Faccio notare che nessuna di queste condizioni ha qualcosa a che vedere con la qualita’ del libro. Si tratta di condizioni tecniche e materiali, che riguardano alcuni requisiti del tutto riproducibili,  dei quali si possono sicuramente ricoprire tutti i libri scritti in Italia.
Non occorre alcun talento ne’ alcuna particolare dote nello scrivere tali libri, e lo scandalo e’ che basta appartenere ad uno dei topos di cui sopra per essere “lanciati” da una casa editrice mediante i consueti strumenti di marketing accondiscentente. Pecunia non olet, figuriamoci un libro.
E’ bello che qualcuno denunci la cosa. O meglio, sarebbe bello SE qualcuno DENUNCIASSE la cosa. Quindi e’ bello che qualcuno racconti la storia di Amanda che era brava se cieca e uno schifo se non era cieca.  Dimostrerebbe quanto ho scritto sopra.

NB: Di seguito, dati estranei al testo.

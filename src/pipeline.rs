// 🔁 Ingestion / Sync Orchestration
// Two entry flows over the same assembly path:
//   document ingestion: Extract → Verify (may abort) → categorize/convert →
//   persist; aggregator sync: fetch → map → categorize/convert → persist.
// Both are idempotent: identical source data re-derives identical dedupe
// hashes and overwrites in place.

use crate::aggregator::{map_account_type, BankAggregator};
use crate::categorize::{CategorizationInput, Categorizer};
use crate::error::{PipelineError, Result};
use crate::extract::{build_transaction, ExtractOptions, ExtractionAssist, StatementExtractor};
use crate::fx::CurrencyConverter;
use crate::model::{Account, Statement, Transaction, VerificationReport};
use crate::normalize::HASH_VERSION;
use crate::store::{LedgerStore, UpsertStats};
use crate::verify::{IngestionVerifier, VerificationService};
use chrono::{NaiveDate, Utc};
use std::sync::Arc;

// ============================================================================
// OUTCOMES
// ============================================================================

#[derive(Debug)]
pub struct IngestOutcome {
    pub statement: Statement,
    pub report: VerificationReport,
    pub upserts: UpsertStats,
}

#[derive(Debug)]
pub struct SyncOutcome {
    pub accounts: Vec<Account>,
    pub upserts: UpsertStats,
}

// ============================================================================
// PIPELINE
// ============================================================================

pub struct IngestionPipeline {
    extractor: StatementExtractor,
    verifier: IngestionVerifier,
    categorizer: Categorizer,
    converter: CurrencyConverter,
    aggregator: Option<Box<dyn BankAggregator>>,
    store: Arc<dyn LedgerStore>,

    /// When set, transaction amounts are converted into this currency at
    /// assembly time; the dedupe hash always covers the pre-conversion
    /// amount and currency
    pub base_currency: Option<String>,
}

impl IngestionPipeline {
    /// Pipeline with local-only collaborators: pattern extraction, fallback
    /// verification, built-in rules, empty rate cache
    pub fn new(store: Arc<dyn LedgerStore>) -> Self {
        IngestionPipeline {
            extractor: StatementExtractor::new(None),
            verifier: IngestionVerifier::local_only(),
            categorizer: Categorizer::new(),
            converter: CurrencyConverter::new(Default::default()),
            aggregator: None,
            store,
            base_currency: None,
        }
    }

    pub fn with_assist(mut self, assist: Box<dyn ExtractionAssist>) -> Self {
        self.extractor = StatementExtractor::new(Some(assist));
        self
    }

    pub fn with_external_verifier(mut self, service: Box<dyn VerificationService>) -> Self {
        self.verifier = IngestionVerifier::with_external(service);
        self
    }

    pub fn with_categorizer(mut self, categorizer: Categorizer) -> Self {
        self.categorizer = categorizer;
        self
    }

    pub fn with_converter(mut self, converter: CurrencyConverter) -> Self {
        self.converter = converter;
        self
    }

    pub fn with_aggregator(mut self, aggregator: Box<dyn BankAggregator>) -> Self {
        self.aggregator = Some(aggregator);
        self
    }

    pub fn with_base_currency(mut self, currency: &str) -> Self {
        self.base_currency = Some(currency.to_uppercase());
        self
    }

    pub fn store(&self) -> &Arc<dyn LedgerStore> {
        &self.store
    }

    // ------------------------------------------------------------------------
    // Document ingestion
    // ------------------------------------------------------------------------

    /// Ingest one statement document.
    ///
    /// The verification report is persisted unconditionally; ingestion
    /// aborts (and nothing else is persisted) only when the report is Fail
    /// with at least one ERROR issue. Review is non-fatal.
    pub fn ingest_document(&self, bytes: &[u8], options: &ExtractOptions) -> Result<IngestOutcome> {
        let mut statement = self.extractor.extract(bytes, options)?;

        let report = self.verifier.verify(&statement);
        self.store.save_verification_report(&report)?;

        if report.is_fatal() {
            return Err(PipelineError::Verification {
                codes: report.error_codes(),
                message: report.summary(),
            });
        }

        statement.verification_status = report.status;
        statement.transactions = self.finalize(statement.transactions);

        self.store.upsert_account(&statement.account)?;
        let upserts = self.store.bulk_upsert_transactions(&statement.transactions)?;
        self.store.save_statement(&statement)?;

        Ok(IngestOutcome {
            statement,
            report,
            upserts,
        })
    }

    // ------------------------------------------------------------------------
    // Aggregator sync
    // ------------------------------------------------------------------------

    /// Pull accounts and transactions from the configured aggregator for a
    /// date window. No verification stage: aggregator data is assumed
    /// pre-validated by the provider.
    pub fn sync_accounts(
        &self,
        access_token: &str,
        user_id: &str,
        start: NaiveDate,
        end: NaiveDate,
    ) -> Result<SyncOutcome> {
        let aggregator = self.aggregator.as_ref().ok_or_else(|| {
            PipelineError::Validation("no aggregator configured for this pipeline".to_string())
        })?;

        let external_accounts = aggregator
            .fetch_accounts(access_token)
            .map_err(PipelineError::Storage)?;

        let mut accounts = Vec::with_capacity(external_accounts.len());
        let mut upserts = UpsertStats::default();

        for ext in external_accounts {
            // One logical account per (institution, external account id)
            let account_id = format!("{}-{}", ext.institution_id, ext.id);
            let mut metadata = std::collections::HashMap::new();
            metadata.insert("user_id".to_string(), serde_json::json!(user_id));
            metadata.insert("external_id".to_string(), serde_json::json!(ext.id));

            let account = Account {
                id: account_id.clone(),
                institution_id: ext.institution_id.clone(),
                display_name: ext.name.clone(),
                account_type: map_account_type(&ext.account_type),
                currency: ext.currency.to_uppercase(),
                balance: ext.balance,
                balance_as_of: Utc::now(),
                metadata,
            };
            self.store.upsert_account(&account)?;

            let feed = aggregator
                .fetch_transactions(access_token, &ext.id, start, end)
                .map_err(PipelineError::Storage)?;

            let transactions: Vec<Transaction> = feed
                .into_iter()
                .map(|row| {
                    build_transaction(
                        &account_id,
                        row.date,
                        &row.description,
                        row.amount,
                        None,
                        &row.currency,
                        "aggregator",
                    )
                })
                .collect();
            let transactions = self.finalize(transactions);

            let stats = self.store.bulk_upsert_transactions(&transactions)?;
            upserts.inserted += stats.inserted;
            upserts.replaced += stats.replaced;
            accounts.push(account);
        }

        Ok(SyncOutcome { accounts, upserts })
    }

    // ------------------------------------------------------------------------
    // Shared assembly
    // ------------------------------------------------------------------------

    /// Categorize (one batch call per statement/account), convert to the
    /// base currency, and stamp assembly metadata. Document order is
    /// preserved.
    fn finalize(&self, transactions: Vec<Transaction>) -> Vec<Transaction> {
        let inputs: Vec<CategorizationInput> = transactions
            .iter()
            .map(|tx| CategorizationInput {
                dedupe_hash: tx.dedupe_hash.clone(),
                description: tx.description.clone(),
                amount: tx.amount,
                currency: tx.currency.clone(),
            })
            .collect();
        let assignments = self.categorizer.categorize_batch(&inputs);

        transactions
            .into_iter()
            .map(|mut tx| {
                if let Some(assignment) = assignments.get(&tx.dedupe_hash) {
                    tx.category = Some(assignment.category.clone());
                    tx.subcategory = Some(assignment.subcategory.clone());
                    tx.metadata.insert(
                        "category_confidence".to_string(),
                        serde_json::json!(assignment.confidence),
                    );
                }

                if let Some(base) = &self.base_currency {
                    if !tx.currency.eq_ignore_ascii_case(base) {
                        let original_amount = tx.amount;
                        let original_currency = tx.currency.clone();
                        let conversion =
                            self.converter.convert(tx.amount, &tx.currency, base, tx.posted);

                        tx.amount = conversion.amount;
                        tx.currency = base.clone();
                        tx.metadata.insert(
                            "original_amount".to_string(),
                            serde_json::json!(original_amount),
                        );
                        tx.metadata.insert(
                            "original_currency".to_string(),
                            serde_json::json!(original_currency),
                        );
                        tx.metadata
                            .insert("fx_rate".to_string(), serde_json::json!(conversion.rate));
                    }
                }

                tx.metadata
                    .insert("hash_version".to_string(), serde_json::json!(HASH_VERSION));
                tx
            })
            .collect()
    }
}
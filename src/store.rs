// 🗄️ Ledger Store - persistence behind a narrow interface
// Upserts keyed by id/hash, append-mostly statements and reports, explicit
// delete cascade. The in-memory adapter is the reference implementation for
// tests; `SqliteStore` is the durable one.

use crate::model::{Account, Statement, Transaction, VerificationReport};
use anyhow::Result;
use chrono::NaiveDate;
use std::collections::HashMap;
use std::sync::Mutex;

// ============================================================================
// STORE INTERFACE
// ============================================================================

/// Counts from a bulk transaction upsert
#[derive(Debug, Clone, Copy, Default, PartialEq, Eq)]
pub struct UpsertStats {
    pub inserted: usize,
    pub replaced: usize,
}

impl UpsertStats {
    pub fn total(&self) -> usize {
        self.inserted + self.replaced
    }
}

/// Persistence contract every storage adapter must honor.
///
/// Transactions are keyed by dedupe hash: at most one stored entry per
/// hash, the second upsert replaces the first. Deleting a statement
/// cascades to its account's transactions, the account itself if no other
/// statement references it, and the statement's verification reports.
pub trait LedgerStore: Send + Sync {
    fn upsert_account(&self, account: &Account) -> Result<()>;
    fn get_account(&self, id: &str) -> Result<Option<Account>>;

    fn bulk_upsert_transactions(&self, transactions: &[Transaction]) -> Result<UpsertStats>;
    fn load_transactions(
        &self,
        account_id: &str,
        start: Option<NaiveDate>,
        end: Option<NaiveDate>,
    ) -> Result<Vec<Transaction>>;

    fn save_statement(&self, statement: &Statement) -> Result<()>;
    fn load_statement(&self, id: &str) -> Result<Option<Statement>>;
    fn list_statements(&self, user_id: &str) -> Result<Vec<Statement>>;
    fn delete_statement(&self, id: &str) -> Result<bool>;

    fn save_verification_report(&self, report: &VerificationReport) -> Result<()>;
    fn load_verification_reports(&self, statement_id: &str) -> Result<Vec<VerificationReport>>;
}

// ============================================================================
// IN-MEMORY ADAPTER
// ============================================================================

#[derive(Default)]
struct MemoryInner {
    accounts: HashMap<String, Account>,
    /// Keyed by dedupe hash
    transactions: HashMap<String, Transaction>,
    statements: HashMap<String, Statement>,
    reports: Vec<VerificationReport>,
}

/// Mutex-guarded maps. Individual operations serialize; per-account
/// ordering across concurrent ingestions is the caller's job.
#[derive(Default)]
pub struct MemoryStore {
    inner: Mutex<MemoryInner>,
}

impl MemoryStore {
    pub fn new() -> Self {
        Self::default()
    }

    pub fn transaction_count(&self) -> usize {
        self.inner
            .lock()
            .expect("store mutex poisoned")
            .transactions
            .len()
    }

    pub fn report_count(&self) -> usize {
        self.inner.lock().expect("store mutex poisoned").reports.len()
    }
}

impl LedgerStore for MemoryStore {
    fn upsert_account(&self, account: &Account) -> Result<()> {
        let mut inner = self.inner.lock().expect("store mutex poisoned");
        inner.accounts.insert(account.id.clone(), account.clone());
        Ok(())
    }

    fn get_account(&self, id: &str) -> Result<Option<Account>> {
        let inner = self.inner.lock().expect("store mutex poisoned");
        Ok(inner.accounts.get(id).cloned())
    }

    fn bulk_upsert_transactions(&self, transactions: &[Transaction]) -> Result<UpsertStats> {
        let mut inner = self.inner.lock().expect("store mutex poisoned");
        let mut stats = UpsertStats::default();

        for tx in transactions {
            match inner.transactions.insert(tx.dedupe_hash.clone(), tx.clone()) {
                Some(_) => stats.replaced += 1,
                None => stats.inserted += 1,
            }
        }

        Ok(stats)
    }

    fn load_transactions(
        &self,
        account_id: &str,
        start: Option<NaiveDate>,
        end: Option<NaiveDate>,
    ) -> Result<Vec<Transaction>> {
        let inner = self.inner.lock().expect("store mutex poisoned");
        let mut out: Vec<Transaction> = inner
            .transactions
            .values()
            .filter(|tx| tx.account_id == account_id)
            .filter(|tx| start.map_or(true, |s| tx.posted >= s))
            .filter(|tx| end.map_or(true, |e| tx.posted <= e))
            .cloned()
            .collect();
        out.sort_by(|a, b| a.posted.cmp(&b.posted).then(a.id.cmp(&b.id)));
        Ok(out)
    }

    fn save_statement(&self, statement: &Statement) -> Result<()> {
        let mut inner = self.inner.lock().expect("store mutex poisoned");
        inner
            .statements
            .insert(statement.id.clone(), statement.clone());
        Ok(())
    }

    fn load_statement(&self, id: &str) -> Result<Option<Statement>> {
        let inner = self.inner.lock().expect("store mutex poisoned");
        Ok(inner.statements.get(id).cloned())
    }

    fn list_statements(&self, user_id: &str) -> Result<Vec<Statement>> {
        let inner = self.inner.lock().expect("store mutex poisoned");
        let mut out: Vec<Statement> = inner
            .statements
            .values()
            .filter(|st| st.account.user_id() == Some(user_id))
            .cloned()
            .collect();
        out.sort_by(|a, b| b.ingested_at.cmp(&a.ingested_at));
        Ok(out)
    }

    fn delete_statement(&self, id: &str) -> Result<bool> {
        let mut inner = self.inner.lock().expect("store mutex poisoned");

        let statement = match inner.statements.remove(id) {
            Some(st) => st,
            None => return Ok(false),
        };
        let account_id = statement.account.id.clone();

        // Cascade: the account's transactions, then the account itself if
        // no remaining statement references it, then the reports
        inner
            .transactions
            .retain(|_, tx| tx.account_id != account_id);

        let orphaned = !inner
            .statements
            .values()
            .any(|st| st.account.id == account_id);
        if orphaned {
            inner.accounts.remove(&account_id);
        }

        inner.reports.retain(|r| r.statement_id != id);

        Ok(true)
    }

    fn save_verification_report(&self, report: &VerificationReport) -> Result<()> {
        let mut inner = self.inner.lock().expect("store mutex poisoned");
        inner.reports.push(report.clone());
        Ok(())
    }

    fn load_verification_reports(&self, statement_id: &str) -> Result<Vec<VerificationReport>> {
        let inner = self.inner.lock().expect("store mutex poisoned");
        Ok(inner
            .reports
            .iter()
            .filter(|r| r.statement_id == statement_id)
            .cloned()
            .collect())
    }
}

// ============================================================================
// TESTS
// ============================================================================
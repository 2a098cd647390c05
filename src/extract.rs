// 🏗️ Statement Extractor - raw bytes/text to structured statement
// Layered strategy: structured passthrough → text decode → header/period/
// balance inference → assisted window extraction → regex line templates.
// Partial fields take documented defaults; verification is the acceptance
// gate, not extraction.

use crate::error::{PipelineError, Result};
use crate::model::{
    Account, AccountType, Statement, StatementSource, Transaction, TransactionType,
    VerificationStatus,
};
use crate::normalize::{dedupe_hash, normalize_description};
use chrono::{DateTime, Datelike, NaiveDate, Utc};
use regex::Regex;
use serde::{Deserialize, Serialize};
use std::collections::HashMap;

// ============================================================================
// EXTRACTION ASSIST (external collaborator)
// ============================================================================

/// Row returned by an assisted extraction call
#[derive(Debug, Clone, Serialize, Deserialize)]
pub struct AssistedRow {
    pub date: String,
    pub description: String,
    pub amount: f64,
}

/// External text/structured extraction capability.
///
/// Implementations own their timeouts: a call that hangs or errors must
/// return `None` so the extractor can fall through to local handling. The
/// extractor never blocks on an unavailable assist.
pub trait ExtractionAssist: Send + Sync {
    /// Decode document bytes to plain text. `None` = cannot help.
    fn extract_text(&self, _bytes: &[u8]) -> Option<String> {
        None
    }

    /// Extract transaction rows from a bounded text window.
    /// `None` or a malformed reply falls back to pattern extraction.
    fn assisted_extract(&self, _window: &str) -> Option<Vec<AssistedRow>>;
}
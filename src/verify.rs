// ⚖️ Ingestion Verifier - reconcile extracted data before it is trusted
// Delegates to an external verification service when one is configured;
// falls back to local arithmetic and structural checks on unavailability.
// Reports are append-only: re-verification creates a fresh report.

use crate::model::{
    IssueSeverity, Statement, VerificationIssue, VerificationReport, VerificationStatus,
};
use chrono::Utc;
use std::collections::HashMap;

// ============================================================================
// EXTERNAL SERVICE BOUNDARY
// ============================================================================

/// Context handed to the external verification service alongside the
/// structured statement
#[derive(Debug, Clone)]
pub struct VerifyContext {
    pub statement_id: String,
    pub source: String,
    pub metadata: HashMap<String, serde_json::Value>,
}

/// External verification collaborator.
///
/// Implementations enforce their own bounded timeout and map timeout,
/// transport error, or disabled configuration to `None`; the verifier then
/// runs local fallback checks instead of skipping verification.
pub trait VerificationService: Send + Sync {
    fn verify(&self, statement: &Statement, ctx: &VerifyContext) -> Option<VerificationReport>;
}

// ============================================================================
// INGESTION VERIFIER
// ============================================================================

pub struct IngestionVerifier {
    external: Option<Box<dyn VerificationService>>,

    /// Tolerance for balance reconciliation, in units of the statement
    /// currency (default: 1.0)
    pub tolerance: f64,
}

impl IngestionVerifier {
    /// Verifier with local fallback checks only
    pub fn local_only() -> Self {
        IngestionVerifier {
            external: None,
            tolerance: 1.0,
        }
    }

    /// Verifier that delegates to an external service first
    pub fn with_external(service: Box<dyn VerificationService>) -> Self {
        IngestionVerifier {
            external: Some(service),
            tolerance: 1.0,
        }
    }

    /// Verify a statement. An available external service is authoritative;
    /// otherwise the local fallback checks run.
    pub fn verify(&self, statement: &Statement) -> VerificationReport {
        if let Some(service) = &self.external {
            let ctx = VerifyContext {
                statement_id: statement.id.clone(),
                source: format!("{:?}", statement.source).to_uppercase(),
                metadata: statement.metadata.clone(),
            };
            if let Some(report) = service.verify(statement, &ctx) {
                return report;
            }
        }

        self.local_verify(statement)
    }

    /// Local fallback checks: period validity, balance reconciliation,
    /// in-statement duplicate rows
    fn local_verify(&self, statement: &Statement) -> VerificationReport {
        let mut issues = Vec::new();

        self.check_period(statement, &mut issues);
        self.check_balance(statement, &mut issues);
        self.check_duplicates(statement, &mut issues);

        let status = derive_status(&issues);
        let confidence = match status {
            VerificationStatus::Pass => 0.9,
            VerificationStatus::Review => 0.6,
            _ => 0.1,
        };

        VerificationReport {
            statement_id: statement.id.clone(),
            status,
            confidence,
            issues,
            source: "local_fallback".to_string(),
            executed_at: Utc::now(),
            metadata: HashMap::new(),
        }
    }

    fn check_period(&self, statement: &Statement, issues: &mut Vec<VerificationIssue>) {
        if statement.period_start > statement.period_end {
            issues.push(
                VerificationIssue::error(
                    "period_invalid",
                    format!(
                        "statement period starts {} but ends {}",
                        statement.period_start, statement.period_end
                    ),
                )
                .with_field("period_start"),
            );
        }
    }

    fn check_balance(&self, statement: &Statement, issues: &mut Vec<VerificationIssue>) {
        let sum = statement.transaction_sum();
        let delta = statement.balance_delta();
        let difference = (sum - delta).abs();

        if difference > self.tolerance {
            issues.push(
                VerificationIssue::error(
                    "balance_mismatch",
                    format!(
                        "transactions sum to {:.2} but declared balances move {:.2} ({} difference {:.2})",
                        sum, delta, statement.currency, difference
                    ),
                )
                .with_field("closing_balance")
                .with_remediation(
                    "check for missing or duplicated transactions, or a mis-read opening/closing balance",
                ),
            );
        }
    }

    /// Duplicate rows share (account, date, amount to 2dp, currency, raw
    /// description) within the same statement
    fn check_duplicates(&self, statement: &Statement, issues: &mut Vec<VerificationIssue>) {
        let mut seen: HashMap<String, usize> = HashMap::new();

        for tx in &statement.transactions {
            let signature = format!(
                "{}|{}|{:.2}|{}|{}",
                tx.account_id, tx.posted, tx.amount, tx.currency, tx.original_description
            );
            *seen.entry(signature).or_insert(0) += 1;
        }

        for (signature, count) in seen {
            if count > 1 {
                issues.push(VerificationIssue::warning(
                    "duplicate_transaction",
                    format!("{} identical rows in statement: {}", count, signature),
                ));
            }
        }
    }
}

/// Any ERROR issue → Fail; no errors but at least one issue → Review;
/// no issues → Pass
fn derive_status(issues: &[VerificationIssue]) -> VerificationStatus {
    if issues.iter().any(|i| i.severity == IssueSeverity::Error) {
        VerificationStatus::Fail
    } else if !issues.is_empty() {
        VerificationStatus::Review
    } else {
        VerificationStatus::Pass
    }
}

// ============================================================================
// TESTS
// ============================================================================
// 🏦 Bank Aggregator boundary - external account/transaction feeds
// The aggregator is a data source, not core logic: this module holds the
// feed types, the trait implementations must satisfy, and the institution
// type lookup used when mapping feeds to canonical accounts.

use crate::model::AccountType;
use anyhow::Result;
use chrono::NaiveDate;
use serde::{Deserialize, Serialize};

// ============================================================================
// FEED TYPES
// ============================================================================

/// Account as reported by the aggregator, before canonical mapping
#[derive(Debug, Clone, Serialize, Deserialize)]
pub struct ExternalAccount {
    pub id: String,
    pub institution_id: String,
    pub name: String,
    /// Raw institution type string, normalized via `map_account_type`
    pub account_type: String,
    pub currency: String,
    pub balance: f64,
}

#[derive(Debug, Clone, Serialize, Deserialize)]
pub struct ExternalTransaction {
    pub account_id: String,
    pub date: NaiveDate,
    pub description: String,
    /// Signed: positive = credit/inflow
    pub amount: f64,
    pub currency: String,
}

// ============================================================================
// AGGREGATOR TRAIT
// ============================================================================

/// External bank-data provider.
///
/// Implementations own their transport, auth, and timeouts; fetch errors
/// surface as storage-style failures to the caller. Link-token and token
/// exchange flows live with the implementation, outside this crate.
pub trait BankAggregator: Send + Sync {
    fn fetch_accounts(&self, access_token: &str) -> Result<Vec<ExternalAccount>>;

    fn fetch_transactions(
        &self,
        access_token: &str,
        account_id: &str,
        start: NaiveDate,
        end: NaiveDate,
    ) -> Result<Vec<ExternalTransaction>>;
}

// ============================================================================
// INSTITUTION TYPE LOOKUP
// ============================================================================

/// Normalize an aggregator's account-type string. Fixed table; unknown
/// strings map to Other.
pub fn map_account_type(raw: &str) -> AccountType {
    match raw.trim().to_lowercase().as_str() {
        "depository" | "checking" | "cash management" => AccountType::Checking,
        "savings" | "money market" | "cd" => AccountType::Savings,
        "credit" | "credit card" => AccountType::Credit,
        "brokerage" | "investment" => AccountType::Brokerage,
        "retirement" | "ira" | "roth" | "401k" | "403b" => AccountType::Retirement,
        "loan" | "mortgage" | "student" | "auto" => AccountType::Loan,
        _ => AccountType::Other,
    }
}

// ============================================================================
// STATIC FEED (deterministic test/dev implementation)
// ============================================================================

/// Canned aggregator serving a fixed feed; the deterministic stand-in used
/// when no live provider is configured
#[derive(Default)]
pub struct StaticAggregator {
    pub accounts: Vec<ExternalAccount>,
    pub transactions: Vec<ExternalTransaction>,
}

impl BankAggregator for StaticAggregator {
    fn fetch_accounts(&self, _access_token: &str) -> Result<Vec<ExternalAccount>> {
        Ok(self.accounts.clone())
    }

    fn fetch_transactions(
        &self,
        _access_token: &str,
        account_id: &str,
        start: NaiveDate,
        end: NaiveDate,
    ) -> Result<Vec<ExternalTransaction>> {
        Ok(self
            .transactions
            .iter()
            .filter(|tx| tx.account_id == account_id && tx.date >= start && tx.date <= end)
            .cloned()
            .collect())
    }
}

// ============================================================================
// TESTS
// ============================================================================

#[cfg(test)]
mod tests {
    use super::*;

    #[test]
    fn test_account_type_lookup() {
        assert_eq!(map_account_type("depository"), AccountType::Checking);
        assert_eq!(map_account_type("SAVINGS"), AccountType::Savings);
        assert_eq!(map_account_type("credit card"), AccountType::Credit);
        assert_eq!(map_account_type("401k"), AccountType::Retirement);
        assert_eq!(map_account_type("mortgage"), AccountType::Loan);
        assert_eq!(map_account_type("crypto-wallet"), AccountType::Other);
    }

    #[test]
    fn test_static_feed_windows() {
        let aggregator = StaticAggregator {
            accounts: vec![],
            transactions: vec![
                ExternalTransaction {
                    account_id: "ext-1".to_string(),
                    date: NaiveDate::from_ymd_opt(2025, 1, 5).unwrap(),
                    description: "Coffee".to_string(),
                    amount: -4.5,
                    currency: "USD".to_string(),
                },
                ExternalTransaction {
                    account_id: "ext-1".to_string(),
                    date: NaiveDate::from_ymd_opt(2025, 2, 5).unwrap(),
                    description: "Coffee".to_string(),
                    amount: -4.5,
                    currency: "USD".to_string(),
                },
            ],
        };

        let january = aggregator
            .fetch_transactions(
                "token",
                "ext-1",
                NaiveDate::from_ymd_opt(2025, 1, 1).unwrap(),
                NaiveDate::from_ymd_opt(2025, 1, 31).unwrap(),
            )
            .unwrap();
        assert_eq!(january.len(), 1);
    }
}
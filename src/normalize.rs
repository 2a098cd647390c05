// 🔑 Description Normalizer + Dedupe Hasher
// Canonical text for rule matching, content-addressed identity for upserts

use chrono::NaiveDate;
use sha2::{Digest, Sha256};
use unicode_normalization::char::is_combining_mark;
use unicode_normalization::UnicodeNormalization;

/// Hash algorithm version, stamped into transaction metadata at assembly
/// time. Bump this if `normalize_description` or `dedupe_hash` ever change;
/// stored hashes computed under an older version cannot be compared with
/// freshly computed ones.
pub const HASH_VERSION: u32 = 1;

/// Canonicalize a free-text transaction description.
///
/// NFKD-decomposes (dropping the combining marks that decomposition splits
/// off), lowercases, collapses every run of non-alphanumeric characters to
/// a single space, and trims. Pure and total: any input yields some output.
///
/// Applied once at write time, before hashing. Never re-applied at read
/// time, so the algorithm is frozen under `HASH_VERSION`.
pub fn normalize_description(description: &str) -> String {
    let mut out = String::with_capacity(description.len());
    let mut pending_space = false;

    for ch in description.nfkd() {
        if is_combining_mark(ch) {
            // Diacritics split off by decomposition vanish without
            // breaking the word
            continue;
        }
        if ch.is_alphanumeric() {
            if pending_space && !out.is_empty() {
                out.push(' ');
            }
            pending_space = false;
            for lower in ch.to_lowercase() {
                out.push(lower);
            }
        } else {
            pending_space = true;
        }
    }

    out
}

/// Compute the content-addressed dedupe hash for a transaction.
///
/// SHA-256 hex over the pipe-joined tuple
/// `account_id|YYYY-MM-DD|amount(2dp)|CURRENCY|normalized_description`.
/// Two transactions with the same hash are treated as the same economic
/// event: the second upsert replaces the first.
pub fn dedupe_hash(
    account_id: &str,
    posted: NaiveDate,
    amount: f64,
    currency: &str,
    normalized_description: &str,
) -> String {
    let mut hasher = Sha256::new();
    hasher.update(format!(
        "{}|{}|{:.2}|{}|{}",
        account_id,
        posted.format("%Y-%m-%d"),
        amount,
        currency.to_uppercase(),
        normalized_description,
    ));
    format!("{:x}", hasher.finalize())
}

// ============================================================================
// TESTS
// ============================================================================
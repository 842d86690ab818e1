//! Port interfaces at the edges of the core
//!
//! Infrastructure implements [`Transport`]; pacing policies implement
//! [`RateLimiter`].

use std::time::Duration;

use async_trait::async_trait;
use rednit_domain::{RawResponse, Result, TransportRequest};

use crate::dispatch::Request;

/// Performs a single HTTP call
#[async_trait]
pub trait Transport: Send + Sync {
    /// Send one request and return whatever status the provider answered with.
    ///
    /// `Err` means no response was received at all; it is never retried.
    async fn send(&self, request: TransportRequest) -> Result<RawResponse>;
}

/// Local pacing policy consulted before every dispatch attempt
///
/// Implementations are shared across network threads and must be safe to
/// call concurrently.
pub trait RateLimiter: Send + Sync {
    /// Record an attempt for `request` and report whether it must wait.
    fn should_delay(&self, request: &Request) -> bool;

    /// How long to wait once [`should_delay`](Self::should_delay) said yes.
    fn delay(&self, request: &Request) -> Duration;
}
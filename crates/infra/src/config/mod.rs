//! Configuration loading and management
//!
//! This module provides utilities for loading client configuration
//! from environment variables and files.

pub mod loader;

// Re-export commonly used items
pub use loader::{load, load_from_env, load_from_file, probe_config_paths};
//! Callback delivery
//!
//! Results of queued actions are handed to a fixed pool of worker threads.
//! While a continuation runs, a [`CallbackContext`] is in scope so blocking
//! waits can detect that they would starve the pool.

mod context;
pub mod continuation;
mod scheduler;

pub use context::{CallbackContext, CallbackOrigin};
pub use continuation::{FailureCallback, SuccessCallback};
pub use scheduler::{CallbackScheduler, Ticket};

Invece no. Perche’ no? Perche’ non c’e’ alcuna denuncia, e non c’e’ volontariamente alcuna denuncia.

Personalmente ho la mia teoria: il nostro furbone fa una finta denuncia. E denuncia il malcostume al punto 7.
Nel denunciare il malcostume del punto 7, il nostro furbone si qualifica come testo di denuncia, ovvero ai punti 1 e 2.
In pratica, il nostro furbone sta scrivendo una pappina che appartiene  culturalmente  , in  modo sistemico, al malcostume senza gusto delle case editrici. Ma lo fa denunciando una parte del malcostume delle case editrici.
Siccome pero’ conta di diventare un caso editoriale, non se le mette contro. Ed evita di menzionare la casa e la persona.
E cosi’, abbiamo un caso di “meta-malcostume”, ovvero un caso di malcostume che parla di malcostume.
Niente di piu’.
Uriel
(1) Dopo anni che la menano cosi’, credo che di nascosto e segreto nell’erotismo femminile sia rimasto ben poco.
(2) La pornografia di qualita’, cioe’ fatta come si deve, e’ apprezzabilissima.